**Exercise aim**
Please return exactly the lines from the one containing "impl Scope for" through the end of the records, including both.
^^^^^^^^^^^^^^^^
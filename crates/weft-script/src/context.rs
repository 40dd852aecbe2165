use std::borrow::Cow;

use serde_json::{Map, Value};

use crate::reference::Scope;

/// Scratch space of one function invocation.
///
/// Owned by a single `run_function` call and never shared. References
/// reach it through the namespaces `params`, `local` (or `local_vars`),
/// `constants` and `catch`.
#[derive(Debug, Clone, PartialEq, Default)]
pub struct ExecutionContext {
  pub params: Map<String, Value>,
  pub local_vars: Map<String, Value>,
  pub constants: Map<String, Value>,
  pub catch: Map<String, Value>,
}

impl ExecutionContext {
  pub fn new() -> Self {
    Self::default()
  }

  pub fn with_local(mut self, name: impl Into<String>, value: Value) -> Self {
    self.local_vars.insert(name.into(), value);
    self
  }

  pub fn with_param(mut self, name: impl Into<String>, value: Value) -> Self {
    self.params.insert(name.into(), value);
    self
  }

  pub fn local(&self, name: &str) -> Option<&Value> {
    self.local_vars.get(name)
  }

  /// Store a local variable. Storing `undefined` removes it.
  pub fn set_local(&mut self, name: &str, value: Option<Value>) {
    set(&mut self.local_vars, name, value);
  }

  /// Store a parameter. Storing `undefined` removes it.
  pub fn set_param(&mut self, name: &str, value: Option<Value>) {
    set(&mut self.params, name, value);
  }

  fn namespace(&self, name: &str) -> Option<&Map<String, Value>> {
    match name {
      "params" => Some(&self.params),
      "local" | "local_vars" => Some(&self.local_vars),
      "constants" => Some(&self.constants),
      "catch" => Some(&self.catch),
      _ => None,
    }
  }
}

fn set(map: &mut Map<String, Value>, name: &str, value: Option<Value>) {
  match value {
    Some(value) => {
      map.insert(name.to_string(), value);
    }
    None => {
      map.remove(name);
    }
  }
}

impl Scope for ExecutionContext {
  fn lookup(&self, segments: &[&str]) -> Option<Cow<'_, Value>> {
    let (first, rest) = segments.split_first()?;
    let namespace = self.namespace(first)?;
    if rest.is_empty() {
      return Some(Cow::Owned(Value::Object(namespace.clone())));
    }
    namespace.lookup(rest)
  }
}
^^^^^^^^^^^^^^^^
**Finished task**
impl Scope for ExecutionContext {
  fn lookup(&self, segments: &[&str]) -> Option<Cow<'_, Value>> {
    let (first, rest) = segments.split_first()?;
    let namespace = self.namespace(first)?;
    if rest.is_empty() {
      return Some(Cow::Owned(Value::Object(namespace.clone())));
    }
    namespace.lookup(rest)
  }
}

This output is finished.